Несколько дней в декабре. IX

Ирина Шаманаева
Клеми была расстроена и сбита с толку. До самого 31 декабря она пыталась делать вид, что все в порядке, но в вечер смены календарного года, который в их семье было принято отмечать поздним и немного более парадным, чем всегда, ужином, не смогла промолчать.

– Не понимаю, что с Фредериком, – сказала она мужу. – Он приехал сюда отдохнуть, а вместо этого день за днем куда-то уходит, будто на службу. Домой является поздно, усталый и измученный. После обеда у Шарлотты ни разу не провел вечер с нами вместе. Как тебе кажется, Макс, мы его ничем не обидели?

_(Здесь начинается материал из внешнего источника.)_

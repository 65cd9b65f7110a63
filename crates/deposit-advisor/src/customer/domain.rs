use serde::{Deserialize, Serialize};

/// Closed option set backing a select widget and a categorical model feature.
pub trait ClosedSet: Copy + Sized + 'static {
    /// Every option in display order. The first entry is the widget default.
    fn options() -> &'static [Self];
    /// Wire value as it appears in the training data and the form payload.
    fn as_str(self) -> &'static str;

    fn parse(raw: &str) -> Option<Self> {
        Self::options()
            .iter()
            .copied()
            .find(|option| option.as_str() == raw)
    }
}

#[derive(Debug, Clone, Copy, PartialEq, Eq, Hash, Serialize, Deserialize)]
pub enum Job {
    #[serde(rename = "admin.")]
    Admin,
    #[serde(rename = "blue-collar")]
    BlueCollar,
    #[serde(rename = "entrepreneur")]
    Entrepreneur,
    #[serde(rename = "housemaid")]
    Housemaid,
    #[serde(rename = "management")]
    Management,
    #[serde(rename = "retired")]
    Retired,
    #[serde(rename = "self-employed")]
    SelfEmployed,
    #[serde(rename = "services")]
    Services,
    #[serde(rename = "student")]
    Student,
    #[serde(rename = "technician")]
    Technician,
    #[serde(rename = "unemployed")]
    Unemployed,
    #[serde(rename = "unknown")]
    Unknown,
}

impl ClosedSet for Job {
    fn options() -> &'static [Self] {
        &[
            Self::Admin,
            Self::BlueCollar,
            Self::Entrepreneur,
            Self::Housemaid,
            Self::Management,
            Self::Retired,
            Self::SelfEmployed,
            Self::Services,
            Self::Student,
            Self::Technician,
            Self::Unemployed,
            Self::Unknown,
        ]
    }

    fn as_str(self) -> &'static str {
        match self {
            Self::Admin => "admin.",
            Self::BlueCollar => "blue-collar",
            Self::Entrepreneur => "entrepreneur",
            Self::Housemaid => "housemaid",
            Self::Management => "management",
            Self::Retired => "retired",
            Self::SelfEmployed => "self-employed",
            Self::Services => "services",
            Self::Student => "student",
            Self::Technician => "technician",
            Self::Unemployed => "unemployed",
            Self::Unknown => "unknown",
        }
    }
}

#[derive(Debug, Clone, Copy, PartialEq, Eq, Hash, Serialize, Deserialize)]
#[serde(rename_all = "lowercase")]
pub enum MaritalStatus {
    Married,
    Single,
    Divorced,
}

impl ClosedSet for MaritalStatus {
    fn options() -> &'static [Self] {
        &[Self::Married, Self::Single, Self::Divorced]
    }

    fn as_str(self) -> &'static str {
        match self {
            Self::Married => "married",
            Self::Single => "single",
            Self::Divorced => "divorced",
        }
    }
}

#[derive(Debug, Clone, Copy, PartialEq, Eq, Hash, Serialize, Deserialize)]
#[serde(rename_all = "lowercase")]
pub enum Education {
    Primary,
    Secondary,
    Tertiary,
    Unknown,
}

impl ClosedSet for Education {
    fn options() -> &'static [Self] {
        &[Self::Primary, Self::Secondary, Self::Tertiary, Self::Unknown]
    }

    fn as_str(self) -> &'static str {
        match self {
            Self::Primary => "primary",
            Self::Secondary => "secondary",
            Self::Tertiary => "tertiary",
            Self::Unknown => "unknown",
        }
    }
}

/// Answer for the credit default, housing loan and personal loan flags.
#[derive(Debug, Clone, Copy, PartialEq, Eq, Hash, Serialize, Deserialize)]
#[serde(rename_all = "lowercase")]
pub enum YesNo {
    Yes,
    No,
}

impl ClosedSet for YesNo {
    fn options() -> &'static [Self] {
        &[Self::Yes, Self::No]
    }

    fn as_str(self) -> &'static str {
        match self {
            Self::Yes => "yes",
            Self::No => "no",
        }
    }
}

#[derive(Debug, Clone, Copy, PartialEq, Eq, Hash, Serialize, Deserialize)]
#[serde(rename_all = "lowercase")]
pub enum ContactChannel {
    Cellular,
    Telephone,
    Unknown,
}

impl ClosedSet for ContactChannel {
    fn options() -> &'static [Self] {
        &[Self::Cellular, Self::Telephone, Self::Unknown]
    }

    fn as_str(self) -> &'static str {
        match self {
            Self::Cellular => "cellular",
            Self::Telephone => "telephone",
            Self::Unknown => "unknown",
        }
    }
}

#[derive(Debug, Clone, Copy, PartialEq, Eq, Hash, Serialize, Deserialize)]
#[serde(rename_all = "lowercase")]
pub enum ContactMonth {
    Jan,
    Feb,
    Mar,
    Apr,
    May,
    Jun,
    Jul,
    Aug,
    Sep,
    Oct,
    Nov,
    Dec,
}

impl ClosedSet for ContactMonth {
    fn options() -> &'static [Self] {
        &[
            Self::Jan,
            Self::Feb,
            Self::Mar,
            Self::Apr,
            Self::May,
            Self::Jun,
            Self::Jul,
            Self::Aug,
            Self::Sep,
            Self::Oct,
            Self::Nov,
            Self::Dec,
        ]
    }

    fn as_str(self) -> &'static str {
        match self {
            Self::Jan => "jan",
            Self::Feb => "feb",
            Self::Mar => "mar",
            Self::Apr => "apr",
            Self::May => "may",
            Self::Jun => "jun",
            Self::Jul => "jul",
            Self::Aug => "aug",
            Self::Sep => "sep",
            Self::Oct => "oct",
            Self::Nov => "nov",
            Self::Dec => "dec",
        }
    }
}

/// Outcome of the previous marketing campaign for this customer.
#[derive(Debug, Clone, Copy, PartialEq, Eq, Hash, Serialize, Deserialize)]
#[serde(rename_all = "lowercase")]
pub enum PreviousOutcome {
    Success,
    Failure,
    Other,
    Unknown,
}

impl ClosedSet for PreviousOutcome {
    fn options() -> &'static [Self] {
        &[Self::Success, Self::Failure, Self::Other, Self::Unknown]
    }

    fn as_str(self) -> &'static str {
        match self {
            Self::Success => "success",
            Self::Failure => "failure",
            Self::Other => "other",
            Self::Unknown => "unknown",
        }
    }
}

/// `pdays` value recorded for customers never reached by a previous campaign.
pub const NEVER_CONTACTED: i32 = -1;

/// Numeric model features, in training column order.
pub const NUMERIC_FEATURES: [&str; 5] = ["age", "balance", "campaign", "pdays", "previous"];

/// Categorical model features, in training column order.
pub const CATEGORICAL_FEATURES: [&str; 9] = [
    "job",
    "marital",
    "education",
    "default",
    "housing",
    "loan",
    "contact",
    "month",
    "poutcome",
];

/// One prospective customer, as scored by the pipeline.
#[derive(Debug, Clone, PartialEq, Eq, Serialize)]
pub struct CustomerRecord {
    pub age: u8,
    pub job: Job,
    pub marital: MaritalStatus,
    pub education: Education,
    #[serde(rename = "default")]
    pub credit_default: YesNo,
    pub balance: i64,
    pub housing: YesNo,
    pub loan: YesNo,
    pub contact: ContactChannel,
    pub month: ContactMonth,
    pub campaign: u32,
    pub pdays: i32,
    pub previous: u32,
    pub poutcome: PreviousOutcome,
}

impl CustomerRecord {
    pub fn numeric(&self, feature: &str) -> Option<f64> {
        match feature {
            "age" => Some(f64::from(self.age)),
            "balance" => Some(self.balance as f64),
            "campaign" => Some(f64::from(self.campaign)),
            "pdays" => Some(f64::from(self.pdays)),
            "previous" => Some(f64::from(self.previous)),
            _ => None,
        }
    }

    pub fn categorical(&self, feature: &str) -> Option<&'static str> {
        match feature {
            "job" => Some(self.job.as_str()),
            "marital" => Some(self.marital.as_str()),
            "education" => Some(self.education.as_str()),
            "default" => Some(self.credit_default.as_str()),
            "housing" => Some(self.housing.as_str()),
            "loan" => Some(self.loan.as_str()),
            "contact" => Some(self.contact.as_str()),
            "month" => Some(self.month.as_str()),
            "poutcome" => Some(self.poutcome.as_str()),
            _ => None,
        }
    }

    /// Column/value pairs in training column order, for the profile echo.
    pub fn columns(&self) -> Vec<(&'static str, String)> {
        vec![
            ("age", self.age.to_string()),
            ("job", self.job.as_str().to_string()),
            ("marital", self.marital.as_str().to_string()),
            ("education", self.education.as_str().to_string()),
            ("default", self.credit_default.as_str().to_string()),
            ("balance", self.balance.to_string()),
            ("housing", self.housing.as_str().to_string()),
            ("loan", self.loan.as_str().to_string()),
            ("contact", self.contact.as_str().to_string()),
            ("month", self.month.as_str().to_string()),
            ("campaign", self.campaign.to_string()),
            ("pdays", self.pdays.to_string()),
            ("previous", self.previous.to_string()),
            ("poutcome", self.poutcome.as_str().to_string()),
        ]
    }
}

– Не бери в голову, – ответил Максимилиан. – У Фреда уже давно не все дома. Я потому и не стал приглашать его на Рождество, оставил его приезд на собственное усмотрение. Уверен был, что все так и будет… Ты знаешь, я его уважаю и братски люблю. Но я видел, как после войны, коммуны, суда и высылки в нем что-то надломилось. А за границей стало еще хуже. Он тяжело болел, долго не мог найти работу, его новые статьи не брали в научные журналы, а там, куда получалось устроиться, на него смотрели как на зачумленного, – ты думаешь, это когда-нибудь забудется, пройдет бесследно? Если честно, я удивляюсь, что после пережитого он изменился так мало. Стал упрямее и раздражительнее, но ведь это пустяки. Другой на его месте превратился бы в пьяницу, например, в душевнобольного, в буйного скандалиста, в сломленного человека, который больше не годен ни на что полезное…

Щеки Клеми порозовели. Максимилиан взял ее за руку.

– Только мы тоже не виноваты в том, что он едва разговаривает с нами и с утра до вечера как безумный бродит по городу. Легче ему от этого – пусть делает что хочет. Обижаться на него не будем. Но это его дела, мы с тобой здесь ни при чем. Давай-ка садиться за стол. Ты ведь предупредила Фреда, что ужин в девять? Не придет через десять минут – значит, не захотел составить нам компанию. Мы не станем навязываться.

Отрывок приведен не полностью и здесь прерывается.